Records for the task:

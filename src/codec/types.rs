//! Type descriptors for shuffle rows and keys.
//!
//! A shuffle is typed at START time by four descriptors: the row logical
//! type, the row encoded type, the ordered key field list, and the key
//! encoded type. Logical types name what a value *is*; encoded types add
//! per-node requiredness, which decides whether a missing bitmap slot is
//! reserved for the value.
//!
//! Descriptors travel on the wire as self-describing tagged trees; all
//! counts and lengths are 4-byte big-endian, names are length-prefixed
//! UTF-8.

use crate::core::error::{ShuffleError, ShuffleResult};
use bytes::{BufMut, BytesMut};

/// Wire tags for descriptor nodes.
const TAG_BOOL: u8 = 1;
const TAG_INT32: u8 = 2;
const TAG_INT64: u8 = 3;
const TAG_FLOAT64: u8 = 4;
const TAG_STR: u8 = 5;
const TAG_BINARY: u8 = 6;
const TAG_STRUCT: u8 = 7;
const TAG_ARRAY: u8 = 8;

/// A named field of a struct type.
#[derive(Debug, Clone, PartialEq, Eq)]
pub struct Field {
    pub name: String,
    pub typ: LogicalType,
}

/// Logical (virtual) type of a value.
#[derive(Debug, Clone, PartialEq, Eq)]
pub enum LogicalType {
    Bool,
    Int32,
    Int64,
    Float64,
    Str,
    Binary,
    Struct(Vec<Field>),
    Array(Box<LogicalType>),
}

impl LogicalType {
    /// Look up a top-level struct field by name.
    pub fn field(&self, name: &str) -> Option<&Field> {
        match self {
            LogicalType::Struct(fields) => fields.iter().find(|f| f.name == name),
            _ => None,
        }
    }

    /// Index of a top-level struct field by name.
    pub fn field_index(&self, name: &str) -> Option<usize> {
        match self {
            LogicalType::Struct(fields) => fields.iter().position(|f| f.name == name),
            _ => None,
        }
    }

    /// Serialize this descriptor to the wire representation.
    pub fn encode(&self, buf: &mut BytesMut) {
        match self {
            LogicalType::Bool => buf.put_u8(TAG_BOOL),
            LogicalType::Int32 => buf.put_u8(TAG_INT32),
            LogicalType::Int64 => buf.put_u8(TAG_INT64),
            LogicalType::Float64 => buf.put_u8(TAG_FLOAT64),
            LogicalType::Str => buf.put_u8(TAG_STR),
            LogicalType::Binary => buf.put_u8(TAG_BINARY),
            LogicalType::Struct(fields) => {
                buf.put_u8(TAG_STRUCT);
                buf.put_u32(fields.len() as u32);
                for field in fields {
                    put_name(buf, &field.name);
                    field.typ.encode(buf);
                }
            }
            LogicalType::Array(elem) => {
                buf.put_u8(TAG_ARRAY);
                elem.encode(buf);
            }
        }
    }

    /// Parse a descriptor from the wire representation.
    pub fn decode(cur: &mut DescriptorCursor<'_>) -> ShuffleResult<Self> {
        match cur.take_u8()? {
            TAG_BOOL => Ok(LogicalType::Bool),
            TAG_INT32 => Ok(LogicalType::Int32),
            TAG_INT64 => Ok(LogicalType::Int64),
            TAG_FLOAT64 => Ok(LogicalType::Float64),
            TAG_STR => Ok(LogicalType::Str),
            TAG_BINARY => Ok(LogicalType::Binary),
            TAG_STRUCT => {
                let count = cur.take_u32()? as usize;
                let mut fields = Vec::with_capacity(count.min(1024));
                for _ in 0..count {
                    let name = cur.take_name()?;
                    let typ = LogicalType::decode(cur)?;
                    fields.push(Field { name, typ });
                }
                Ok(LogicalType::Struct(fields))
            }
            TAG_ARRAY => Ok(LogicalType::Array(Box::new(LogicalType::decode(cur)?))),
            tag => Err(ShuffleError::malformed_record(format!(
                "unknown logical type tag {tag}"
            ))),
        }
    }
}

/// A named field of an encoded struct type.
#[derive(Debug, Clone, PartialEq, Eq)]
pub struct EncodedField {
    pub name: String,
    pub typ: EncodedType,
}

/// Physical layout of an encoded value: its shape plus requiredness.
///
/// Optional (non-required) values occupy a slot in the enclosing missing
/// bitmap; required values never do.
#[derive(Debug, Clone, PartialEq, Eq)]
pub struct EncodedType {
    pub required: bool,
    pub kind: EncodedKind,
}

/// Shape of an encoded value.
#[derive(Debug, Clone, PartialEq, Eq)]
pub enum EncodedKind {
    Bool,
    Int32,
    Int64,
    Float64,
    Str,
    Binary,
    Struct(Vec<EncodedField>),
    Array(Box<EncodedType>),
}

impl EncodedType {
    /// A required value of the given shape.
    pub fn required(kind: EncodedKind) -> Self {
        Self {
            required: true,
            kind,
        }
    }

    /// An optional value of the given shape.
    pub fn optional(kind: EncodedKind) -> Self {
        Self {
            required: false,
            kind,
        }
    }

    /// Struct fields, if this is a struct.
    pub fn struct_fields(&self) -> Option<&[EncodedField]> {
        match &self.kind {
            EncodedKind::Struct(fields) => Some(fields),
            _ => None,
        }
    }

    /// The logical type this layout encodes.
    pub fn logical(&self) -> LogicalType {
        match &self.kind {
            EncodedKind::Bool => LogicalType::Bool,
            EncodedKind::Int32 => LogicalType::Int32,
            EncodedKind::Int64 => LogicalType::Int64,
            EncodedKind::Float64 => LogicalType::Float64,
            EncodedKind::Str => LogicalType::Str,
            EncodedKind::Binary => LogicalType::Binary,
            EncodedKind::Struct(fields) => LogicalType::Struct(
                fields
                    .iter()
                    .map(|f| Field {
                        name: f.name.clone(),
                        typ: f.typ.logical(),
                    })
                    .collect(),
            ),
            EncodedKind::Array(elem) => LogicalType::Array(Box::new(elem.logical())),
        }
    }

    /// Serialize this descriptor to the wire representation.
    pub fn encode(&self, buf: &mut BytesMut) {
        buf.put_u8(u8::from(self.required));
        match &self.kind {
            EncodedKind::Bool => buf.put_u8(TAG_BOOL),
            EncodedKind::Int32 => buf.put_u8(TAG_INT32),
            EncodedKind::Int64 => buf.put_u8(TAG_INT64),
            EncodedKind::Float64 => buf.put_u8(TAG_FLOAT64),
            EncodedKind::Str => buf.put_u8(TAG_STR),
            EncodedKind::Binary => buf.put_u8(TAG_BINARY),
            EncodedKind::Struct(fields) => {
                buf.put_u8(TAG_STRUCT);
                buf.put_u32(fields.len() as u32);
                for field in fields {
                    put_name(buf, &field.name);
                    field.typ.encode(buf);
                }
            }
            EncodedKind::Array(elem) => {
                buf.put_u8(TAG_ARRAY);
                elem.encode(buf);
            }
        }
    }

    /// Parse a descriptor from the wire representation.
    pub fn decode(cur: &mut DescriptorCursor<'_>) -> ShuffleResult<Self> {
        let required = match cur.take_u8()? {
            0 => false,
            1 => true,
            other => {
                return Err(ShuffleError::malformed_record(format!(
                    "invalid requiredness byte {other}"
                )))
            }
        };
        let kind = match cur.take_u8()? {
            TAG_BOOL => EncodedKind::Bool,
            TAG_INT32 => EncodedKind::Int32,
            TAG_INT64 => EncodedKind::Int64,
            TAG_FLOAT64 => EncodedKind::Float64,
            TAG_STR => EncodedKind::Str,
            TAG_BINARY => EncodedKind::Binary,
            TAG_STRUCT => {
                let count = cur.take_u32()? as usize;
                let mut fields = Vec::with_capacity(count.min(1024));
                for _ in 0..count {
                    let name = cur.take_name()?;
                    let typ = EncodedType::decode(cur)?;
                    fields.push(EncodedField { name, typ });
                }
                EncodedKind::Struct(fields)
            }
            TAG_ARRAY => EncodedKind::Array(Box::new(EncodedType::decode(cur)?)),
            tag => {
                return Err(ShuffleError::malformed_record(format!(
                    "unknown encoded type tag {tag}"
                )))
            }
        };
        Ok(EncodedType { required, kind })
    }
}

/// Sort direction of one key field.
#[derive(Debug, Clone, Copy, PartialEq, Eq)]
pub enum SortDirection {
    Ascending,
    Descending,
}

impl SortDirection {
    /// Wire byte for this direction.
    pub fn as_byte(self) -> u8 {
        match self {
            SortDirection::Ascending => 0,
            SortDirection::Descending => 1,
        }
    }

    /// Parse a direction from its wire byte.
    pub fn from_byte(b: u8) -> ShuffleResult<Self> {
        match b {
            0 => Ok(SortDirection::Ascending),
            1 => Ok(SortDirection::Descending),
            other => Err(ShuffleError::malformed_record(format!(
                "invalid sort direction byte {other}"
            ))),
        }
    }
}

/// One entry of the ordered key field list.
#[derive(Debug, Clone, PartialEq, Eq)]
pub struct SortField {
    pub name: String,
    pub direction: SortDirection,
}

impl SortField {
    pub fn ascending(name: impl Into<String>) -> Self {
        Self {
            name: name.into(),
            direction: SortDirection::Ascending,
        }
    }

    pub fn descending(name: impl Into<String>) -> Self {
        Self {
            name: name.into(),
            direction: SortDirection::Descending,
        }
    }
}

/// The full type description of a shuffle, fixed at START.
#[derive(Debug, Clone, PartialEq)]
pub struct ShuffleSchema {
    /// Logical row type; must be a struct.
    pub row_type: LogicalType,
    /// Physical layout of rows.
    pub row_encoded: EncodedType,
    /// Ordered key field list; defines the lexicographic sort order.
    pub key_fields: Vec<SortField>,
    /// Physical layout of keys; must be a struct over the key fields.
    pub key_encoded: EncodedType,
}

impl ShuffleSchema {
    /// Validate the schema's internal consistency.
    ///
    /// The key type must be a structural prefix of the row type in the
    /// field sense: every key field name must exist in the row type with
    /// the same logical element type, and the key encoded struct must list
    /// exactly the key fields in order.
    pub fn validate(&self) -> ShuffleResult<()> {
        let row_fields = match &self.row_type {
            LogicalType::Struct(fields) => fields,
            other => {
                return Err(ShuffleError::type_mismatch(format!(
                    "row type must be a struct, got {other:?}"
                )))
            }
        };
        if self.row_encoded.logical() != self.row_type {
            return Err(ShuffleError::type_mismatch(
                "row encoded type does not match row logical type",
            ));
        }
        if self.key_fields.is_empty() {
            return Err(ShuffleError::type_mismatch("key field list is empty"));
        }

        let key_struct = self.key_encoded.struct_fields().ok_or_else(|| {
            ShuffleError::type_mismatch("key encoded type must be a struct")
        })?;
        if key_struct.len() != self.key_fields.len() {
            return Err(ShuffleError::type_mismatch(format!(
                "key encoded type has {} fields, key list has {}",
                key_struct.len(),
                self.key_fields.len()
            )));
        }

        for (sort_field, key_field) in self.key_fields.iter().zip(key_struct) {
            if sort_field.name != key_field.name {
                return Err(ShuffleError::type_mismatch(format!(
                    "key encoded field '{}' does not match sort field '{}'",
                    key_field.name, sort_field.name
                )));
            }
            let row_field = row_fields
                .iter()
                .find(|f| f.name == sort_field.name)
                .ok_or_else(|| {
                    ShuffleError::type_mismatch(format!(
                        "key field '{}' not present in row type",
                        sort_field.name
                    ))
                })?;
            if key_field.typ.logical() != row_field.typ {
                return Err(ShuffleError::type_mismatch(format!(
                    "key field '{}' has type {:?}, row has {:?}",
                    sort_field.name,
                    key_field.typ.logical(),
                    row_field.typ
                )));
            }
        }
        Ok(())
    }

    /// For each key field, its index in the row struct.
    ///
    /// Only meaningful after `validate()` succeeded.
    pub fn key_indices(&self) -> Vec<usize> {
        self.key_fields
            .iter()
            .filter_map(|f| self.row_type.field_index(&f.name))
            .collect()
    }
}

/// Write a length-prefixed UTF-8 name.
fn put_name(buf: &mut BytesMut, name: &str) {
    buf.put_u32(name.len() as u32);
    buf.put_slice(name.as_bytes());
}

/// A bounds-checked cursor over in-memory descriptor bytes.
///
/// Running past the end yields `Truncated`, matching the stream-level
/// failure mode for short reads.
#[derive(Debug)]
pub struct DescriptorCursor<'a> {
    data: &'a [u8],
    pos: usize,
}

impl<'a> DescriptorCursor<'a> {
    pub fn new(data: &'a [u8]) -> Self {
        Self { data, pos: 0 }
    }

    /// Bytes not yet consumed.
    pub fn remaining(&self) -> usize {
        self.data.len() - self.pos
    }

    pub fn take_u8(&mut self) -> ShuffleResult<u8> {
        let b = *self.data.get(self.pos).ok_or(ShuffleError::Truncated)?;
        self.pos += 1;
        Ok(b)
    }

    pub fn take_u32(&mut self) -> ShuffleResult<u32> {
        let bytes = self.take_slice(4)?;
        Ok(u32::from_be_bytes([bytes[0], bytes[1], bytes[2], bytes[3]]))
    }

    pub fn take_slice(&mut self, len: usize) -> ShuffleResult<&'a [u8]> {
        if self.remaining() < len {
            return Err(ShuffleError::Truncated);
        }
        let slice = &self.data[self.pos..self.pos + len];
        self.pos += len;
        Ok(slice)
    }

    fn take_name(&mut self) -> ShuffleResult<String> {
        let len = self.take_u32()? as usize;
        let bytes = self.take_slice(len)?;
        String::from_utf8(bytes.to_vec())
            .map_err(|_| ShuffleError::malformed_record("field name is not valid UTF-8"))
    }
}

...

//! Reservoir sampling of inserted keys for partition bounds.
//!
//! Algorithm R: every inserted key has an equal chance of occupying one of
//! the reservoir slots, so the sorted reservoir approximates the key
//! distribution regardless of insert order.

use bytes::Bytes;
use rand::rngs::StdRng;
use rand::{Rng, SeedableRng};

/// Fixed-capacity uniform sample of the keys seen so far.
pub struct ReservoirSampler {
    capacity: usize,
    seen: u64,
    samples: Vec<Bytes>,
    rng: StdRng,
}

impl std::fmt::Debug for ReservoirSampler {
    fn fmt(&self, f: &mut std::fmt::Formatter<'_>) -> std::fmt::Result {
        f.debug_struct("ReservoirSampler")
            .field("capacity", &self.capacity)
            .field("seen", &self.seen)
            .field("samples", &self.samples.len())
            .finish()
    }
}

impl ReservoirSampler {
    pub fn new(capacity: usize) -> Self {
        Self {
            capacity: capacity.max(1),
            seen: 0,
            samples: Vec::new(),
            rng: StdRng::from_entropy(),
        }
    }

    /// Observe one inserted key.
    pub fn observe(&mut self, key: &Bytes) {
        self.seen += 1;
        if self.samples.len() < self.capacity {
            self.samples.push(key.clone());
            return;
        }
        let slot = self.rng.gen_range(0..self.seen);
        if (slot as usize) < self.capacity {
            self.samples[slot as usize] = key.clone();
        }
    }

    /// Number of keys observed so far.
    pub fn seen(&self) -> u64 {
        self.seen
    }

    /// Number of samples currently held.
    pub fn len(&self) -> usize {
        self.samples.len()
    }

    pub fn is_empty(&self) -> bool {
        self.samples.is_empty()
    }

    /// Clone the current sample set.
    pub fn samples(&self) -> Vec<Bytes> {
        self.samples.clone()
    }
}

Your task: Please return only the lines above, starting at the line that has "filename src/codec/types.rs" and ending at the line that has "const TAG_ARRAY: u8 = 8;", keeping both and leaving each one unchanged.

Task solution:
filename src/codec/types.rs
//! Type descriptors for shuffle rows and keys.
//!
//! A shuffle is typed at START time by four descriptors: the row logical
//! type, the row encoded type, the ordered key field list, and the key
//! encoded type. Logical types name what a value *is*; encoded types add
//! per-node requiredness, which decides whether a missing bitmap slot is
//! reserved for the value.
//!
//! Descriptors travel on the wire as self-describing tagged trees; all
//! counts and lengths are 4-byte big-endian, names are length-prefixed
//! UTF-8.

use crate::core::error::{ShuffleError, ShuffleResult};
use bytes::{BufMut, BytesMut};

/// Wire tags for descriptor nodes.
const TAG_BOOL: u8 = 1;
const TAG_INT32: u8 = 2;
const TAG_INT64: u8 = 3;
const TAG_FLOAT64: u8 = 4;
const TAG_STR: u8 = 5;
const TAG_BINARY: u8 = 6;
const TAG_STRUCT: u8 = 7;
const TAG_ARRAY: u8 = 8;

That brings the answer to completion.